Hello everyone, I am new to this site and really look forward to chatting with everyone and learning. I am hopefully making a log bed. this will be my first big project on my own (of course with some help from family). I am looking to make a king size bed and looking for some help. I have seen post from the past on here about drying various species of wood. I am aware Cedar is a soft wood. After reading some post on here and "google" it seems cedar generally does not take a long time to air dry. It is my understanding the time of year and also the humidity plays a huge factor in this process. As a general rule how long does it take for cedar logs 8"-10" WITHOUT BARK take to dry in order to start working with? My next question is will cedar be strong and durable enough for an everyday bed? Some people have questioned me if log beds will hold up on the joints and the everyday use of the bed itself, also being a King Size bed. Any suggestions and help would be greatly appreciated.


----------



## Nomad62

There are plenty of variables, but let me assume you are going to put it in a nice environment, say the garage that is nearly as comfy as your home is inside… you could figure on using it without big problems in a couple years. Keeping in mind that the logs will shrink in thickness, not length, you may be able to work with then sooner than that, it depends on what the wood wants to do as it dries. You may put a line straight along the logs then recheck the line to make sure it stays straight in 6 months or so; if it's straight you have some good wood. If it starts spiriling (exaggerated term, you know what I mean right?) then you will want to let it set for a while longer. As far as strength, if you have a couple of 600 lb lovers on that bed then you may need to beef up the construction, but the average couple should be just fine.

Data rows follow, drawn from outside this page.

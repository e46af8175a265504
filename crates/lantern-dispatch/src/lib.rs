//! Lantern — action dispatch.
//!
//! The dispatcher makes a stateless-per-request bridge look like a
//! persistent game session: each user turn re-discovers the session's
//! process from the game-runner, spawns and restores when none exists,
//! forwards the action, saves, and tears the process down again.

pub mod resolver;
pub mod turn;

pub use resolver::resolve;
pub use turn::{TurnConfig, TurnOutcome, take_turn};
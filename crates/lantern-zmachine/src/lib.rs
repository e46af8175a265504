//! Lantern — game-runner client.
//!
//! The game-runner is an external HTTP service that spawns and manages
//! z-machine interpreter processes. This crate defines the [`GameRunner`]
//! trait the reconciliation logic is written against, and the production
//! `reqwest` implementation.

pub mod client;
pub mod http;

pub use client::{GameListing, GameRunner, RestoreOutcome, SpawnedGame};
pub use http::HttpGameRunner;
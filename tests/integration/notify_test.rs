//! `notify-test` surfaces delivery failures.

use mockito::Matcher;
use predicates::prelude::*;

use crate::common::TestEnv;

#[test]
fn test_sends_low_priority_message() {
    let mut env = TestEnv::new().with_gotify();
    let gotify = env.expect_notification(2, "immich-autoupdate test");

    env.command()
        .arg("notify-test")
        .assert()
        .success()
        .stdout(predicate::str::contains("Test notification sent via gotify"));

    gotify.assert();
}

#[test]
fn test_custom_message_and_priority() {
    let mut env = TestEnv::new().with_gotify();
    let gotify = env
        .server
        .mock("POST", "/message")
        .match_body(Matcher::PartialJson(serde_json::json!({
            "message": "say \"cheese\"",
            "priority": 8,
        })))
        .with_status(200)
        .create();

    env.command()
        .args(["notify-test", "--priority", "high", "--message", "say \"cheese\""])
        .assert()
        .success();

    gotify.assert();
}

#[test]
fn test_delivery_failure_exits_nonzero() {
    let mut env = TestEnv::new().with_gotify();
    let _gotify = env
        .server
        .mock("POST", "/message")
        .with_status(401)
        .with_body(r#"{"error":"Unauthorized"}"#)
        .create();

    env.command()
        .arg("notify-test")
        .assert()
        .code(1)
        .stderr(predicate::str::contains("Notification via gotify failed"));
}

#[test]
fn test_disabled_notifications() {
    let env = TestEnv::new();

    env.command()
        .arg("notify-test")
        .assert()
        .success()
        .stdout(predicate::str::contains("nothing to send"));
}
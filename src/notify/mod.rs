//! Outcome notifications.
//!
//! A [`Notifier`] is built once from the configured [`NotifySettings`] and
//! dispatches to one of three transports: nothing, a Gotify server, or the
//! local sendmail binary. Delivery is best effort during a run:
//! [`Notifier::notify`] logs a failure as a warning and returns normally, so a
//! broken transport never changes the outcome of an update. Only
//! `notify-test` uses [`Notifier::send`] and looks at the result.

pub mod email;
pub mod gotify;

use reqwest::Client;
use std::fmt;
use tracing::{debug, info, warn};

use crate::config::NotifySettings;
use crate::core::UpdaterError;
pub use email::EmailNotifier;
pub use gotify::GotifyNotifier;

/// Urgency of a notification.
#[derive(Debug, Clone, Copy, PartialEq, Eq, PartialOrd, Ord)]
pub enum Priority {
    /// Informational
    Low,
    /// Successful update
    Normal,
    /// Failure or manual action required
    High,
}

impl Priority {
    /// Gotify's numeric priority for this level.
    #[must_use]
    pub const fn gotify_value(self) -> u8 {
        match self {
            Self::Low => 2,
            Self::Normal => 5,
            Self::High => 8,
        }
    }
}

impl fmt::Display for Priority {
    fn fmt(&self, f: &mut fmt::Formatter<'_>) -> fmt::Result {
        f.write_str(match self {
            Self::Low => "low",
            Self::Normal => "normal",
            Self::High => "high",
        })
    }
}

/// Configured notification transport.
#[derive(Debug)]
pub enum Notifier {
    /// `NOTIFY_METHOD=none`
    Disabled,
    /// `NOTIFY_METHOD=email`
    Email(EmailNotifier),
    /// `NOTIFY_METHOD=gotify`
    Gotify(GotifyNotifier),
}

impl Notifier {
    /// Build the notifier for `settings`. The HTTP client is only used by
    /// Gotify.
    ///
    /// # Errors
    ///
    /// Returns [`UpdaterError::ConfigInvalid`] if an e-mail address cannot be
    /// parsed.
    pub fn from_settings(settings: &NotifySettings, client: Client) -> Result<Self, UpdaterError> {
        Ok(match settings {
            NotifySettings::None => Self::Disabled,
            NotifySettings::Email { to, from } => Self::Email(EmailNotifier::new(to, from)?),
            NotifySettings::Gotify { url, token } => {
                Self::Gotify(GotifyNotifier::new(client, url, token))
            }
        })
    }

    /// Transport name used in log lines and errors.
    #[must_use]
    pub const fn transport_name(&self) -> &'static str {
        match self {
            Self::Disabled => "none",
            Self::Email(_) => "email",
            Self::Gotify(_) => "gotify",
        }
    }

    /// Deliver a notification and report failure to the caller.
    ///
    /// # Errors
    ///
    /// Returns [`UpdaterError::NotificationFailed`] if the transport rejects
    /// the message.
    pub async fn send(
        &self,
        title: &str,
        message: &str,
        priority: Priority,
    ) -> Result<(), UpdaterError> {
        let result = match self {
            Self::Disabled => {
                debug!("Notifications disabled, not sending '{title}'");
                return Ok(());
            }
            Self::Email(email) => email.send(title, message, priority).await,
            Self::Gotify(gotify) => gotify.send(title, message, priority).await,
        };

        result.map_err(|e| UpdaterError::NotificationFailed {
            transport: self.transport_name().to_string(),
            reason: format!("{e:#}"),
        })?;

        info!(priority = %priority, "Notification sent via {}: {title}", self.transport_name());
        Ok(())
    }

    /// Deliver a notification, logging any failure as a warning.
    pub async fn notify(&self, title: &str, message: &str, priority: Priority) {
        if let Err(e) = self.send(title, message, priority).await {
            warn!("{e}");
        }
    }
}
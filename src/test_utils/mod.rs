//! Test utilities for immich-autoupdate
//!
//! Shared by the unit tests and the `integration` test target (through the
//! `test-utils` feature):
//!
//! - [`init_test_logging`] to see `tracing` output while a test runs;
//! - [`fixtures::FakeDocker`], a shell script standing in for the container
//!   CLI that records every invocation;
//! - [`fixtures::TestSettings`], a settings-file builder with timeouts short
//!   enough for tests;
//! - [`fixtures::release_json`] for release API responses.
//!
//! # Example
//!
//! ```rust,ignore
//! use immich_autoupdate::test_utils::fixtures::{FakeDocker, TestSettings};
//! use std::path::Path;
//!
//! let dir = Path::new("/tmp/test");
//! let docker = FakeDocker::install(dir).unwrap();
//! let settings = TestSettings::new("http://127.0.0.1:8080", docker.path(), dir);
//! settings.write_to(&dir.join("immich-autoupdate.conf")).unwrap();
//! ```

pub mod fixtures;

pub use fixtures::{FakeDocker, TestSettings, about_json, release_json};

use std::sync::Once;
use tracing::Level;
use tracing_subscriber::EnvFilter;

/// Global flag to ensure logging is only initialized once in tests
static INIT_LOGGING: Once = Once::new();

/// Initialize logging for tests.
///
/// Only the first call has an effect. With `level` set, that level is used;
/// otherwise `RUST_LOG` is honoured, and without it nothing is logged.
///
/// ```bash
/// RUST_LOG=debug cargo test
/// ```
pub fn init_test_logging(level: Option<Level>) {
    INIT_LOGGING.call_once(|| {
        let filter = if let Some(level) = level {
            EnvFilter::new(level.to_string())
        } else if std::env::var("RUST_LOG").is_ok() {
            EnvFilter::from_default_env()
        } else {
            return;
        };

        let _ = tracing_subscriber::fmt()
            .with_env_filter(filter)
            .with_test_writer()
            .with_target(true) // Show targets like "compose"
            .with_thread_ids(false)
            .with_ansi(true)
            .try_init();
    });
}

Best to see how other people construct such projects, check out a book or three on that type of woodwork and see what works.


----------



## SCOTTLUMBER

Nomad, thank you for your help on this. Some people were saying as early as a couple of months on the logs if they are stored inside a controlled environment. I knew that was way too early but didn't know what others thoughts and experiences were. I will continue to research on this project. I have seen some "factory sold" log beds with checking and cracking and it looks to happen regularily.


----------



## SCOTTLUMBER

Does anyone else have any experience with this? Or does anyone else have any opinions regarding cedar post or on my project in general?


----------



## WDHLT15

In Georgia, eastern red cedar dries fast. It naturally has a lower moisture content than most woods anyway. However, I am not sure what type of cedar you are referring to. Northern white cedar? Atlantic white cedar?Eastern Red cedar? Western red cedar? Alaska yellow cedar?

If you left them outside under cover for say 4 months, and then brought them into a climate controlled room for say four months, I bet that you could use them for the bed by the Fall, depending on your climate. In Georgia, we get a lot of low humidity days in the winter, so air drying still occurs at this time of the year. That may not be the case in your environment.

It will work fine for a bed.


----------



## SCOTTLUMBER

Sorry to keep asking all the questions as I am sure someone on here has asked before. anyone have recommendations for the size of tenion I should cut for the side rails and headboard? I figured for the load bearing pieces these should be 1 1/2" or 2" and the non load bearing logs in the head and footboard should be 1". Am I headed in the right direction or am I way off in thinking this? Thank you for the comments and feedback, very much appreciated!!!!!!


----------